• Task goal: Could you reproduce, word for word, everything below from the line containing "for schema configuration." down to the line containing "the database file.", with both of those lines included and no others?

Top of Exercise data

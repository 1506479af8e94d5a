//! Error type definitions.
//!
//! This module defines all error types used throughout the application.

use std::path::PathBuf;

use log::SetLoggerError;
use strum_macros::EnumIter as EnumIterMacro;
use thiserror::Error;

/// Error types for initialization failures.
#[derive(Error, Debug)]
pub enum InitializationError {
    /// Error initializing the logger.
    #[error("Logger initialization error: {0}")]
    LoggerError(#[from] SetLoggerError),
}

/// Error types for schema configuration.
///
/// All variants are configuration errors: they abort the run before any
/// rows are read.
#[derive(Error, Debug)]
pub enum SchemaError {
    /// The schema has no fields.
    #[error("schema must declare at least one field")]
    Empty,

    /// A field name is not usable as a store column name.
    #[error("invalid field name {0:?}: names must match [A-Za-z_][A-Za-z0-9_]*")]
    InvalidFieldName(String),

    /// The same field name appears twice.
    #[error("duplicate field name {0:?}")]
    DuplicateField(String),

    /// The declared primary key is not one of the schema fields.
    #[error("primary key field {0:?} is not in the schema")]
    UnknownPrimaryKey(String),
}

/// Error types for store operations.
#[derive(Error, Debug)]
pub enum StoreError {
    /// A table name is not usable as a store identifier.
    #[error("invalid table name {0:?}: names must match [A-Za-z_][A-Za-z0-9_]*")]
    InvalidTableName(String),

    /// Error creating the database file.
    #[error("Database file creation error: {0}")]
    FileCreationError(String),

    /// SQL execution error.
    #[error("SQL error: {0}")]
    SqlError(#[from] sqlx::Error),
}

/// Errors produced while loading.
///
/// `SourceUnavailable` and `StoreUnavailable` are fatal;
/// `RecordShapeMismatch` and `PartialBatchFailure` are reported and the
/// run continues.
#[derive(Error, Debug)]
pub enum LoadError {
    /// The input cannot be opened or read. Fatal; no further writes are
    /// issued.
    #[error("cannot read input {}: {source}", .path.display())]
    SourceUnavailable {
        /// Path of the input that failed.
        path: PathBuf,
        /// Underlying I/O error.
        #[source]
        source: std::io::Error,
    },

    /// A row has fewer columns than the schema requires. The row is
    /// reported and skipped.
    #[error("row {row_index}: expected at least {expected} columns, found {actual}")]
    RecordShapeMismatch {
        /// 1-based line number of the offending row.
        row_index: usize,
        /// Schema length.
        expected: usize,
        /// Columns actually present.
        actual: usize,
    },

    /// The store rejected some items in a batch. The failed keys are
    /// surfaced in the run summary so a caller may retry them.
    #[error("store left {} record(s) unwritten in a batch", .failed_keys.len())]
    PartialBatchFailure {
        /// Primary-key values of the records that were not written.
        failed_keys: Vec<String>,
    },

    /// The store cannot be reached after a bounded number of attempts.
    /// Fatal.
    #[error("store unavailable after {attempts} attempt(s): {source}")]
    StoreUnavailable {
        /// Connection attempts made before giving up.
        attempts: usize,
        /// Underlying store error.
        #[source]
        source: StoreError,
    },
}

/// Anomaly types counted during a load run.
///
/// These categorize recoverable conditions - rows or writes that did not
/// make it into the store but did not abort the run.
#[derive(Debug, Clone, Copy, PartialEq, Eq, Hash, EnumIterMacro)]
pub enum ErrorType {
    /// Row had fewer columns than the schema requires
    ShortRow,
    /// Store rejected an individual item in a batch
    StoreRejection,
    /// A batch write exceeded the configured timeout
    BatchTimeout,
}

impl std::fmt::Display for ErrorType {
    fn fmt(&self, f: &mut std::fmt::Formatter<'_>) -> std::fmt::Result {
        f.write_str(self.as_str())
    }
}

impl ErrorType {
    /// Returns a human-readable string representation of the anomaly type.
    pub fn as_str(&self) -> &'static str {
        match self {
            ErrorType::ShortRow => "Short row (fewer columns than schema)",
            ErrorType::StoreRejection => "Store rejected item",
            ErrorType::BatchTimeout => "Batch write timeout",
        }
    }
}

Bottom of Exercise data

• Task response:
/// Error types for schema configuration.
///
/// All variants are configuration errors: they abort the run before any
/// rows are read.
#[derive(Error, Debug)]
pub enum SchemaError {
    /// The schema has no fields.
    #[error("schema must declare at least one field")]
    Empty,

    /// A field name is not usable as a store column name.
    #[error("invalid field name {0:?}: names must match [A-Za-z_][A-Za-z0-9_]*")]
    InvalidFieldName(String),

    /// The same field name appears twice.
    #[error("duplicate field name {0:?}")]
    DuplicateField(String),

    /// The declared primary key is not one of the schema fields.
    #[error("primary key field {0:?} is not in the schema")]
    UnknownPrimaryKey(String),
}

/// Error types for store operations.
#[derive(Error, Debug)]
pub enum StoreError {
    /// A table name is not usable as a store identifier.
    #[error("invalid table name {0:?}: names must match [A-Za-z_][A-Za-z0-9_]*")]
    InvalidTableName(String),

    /// Error creating the database file.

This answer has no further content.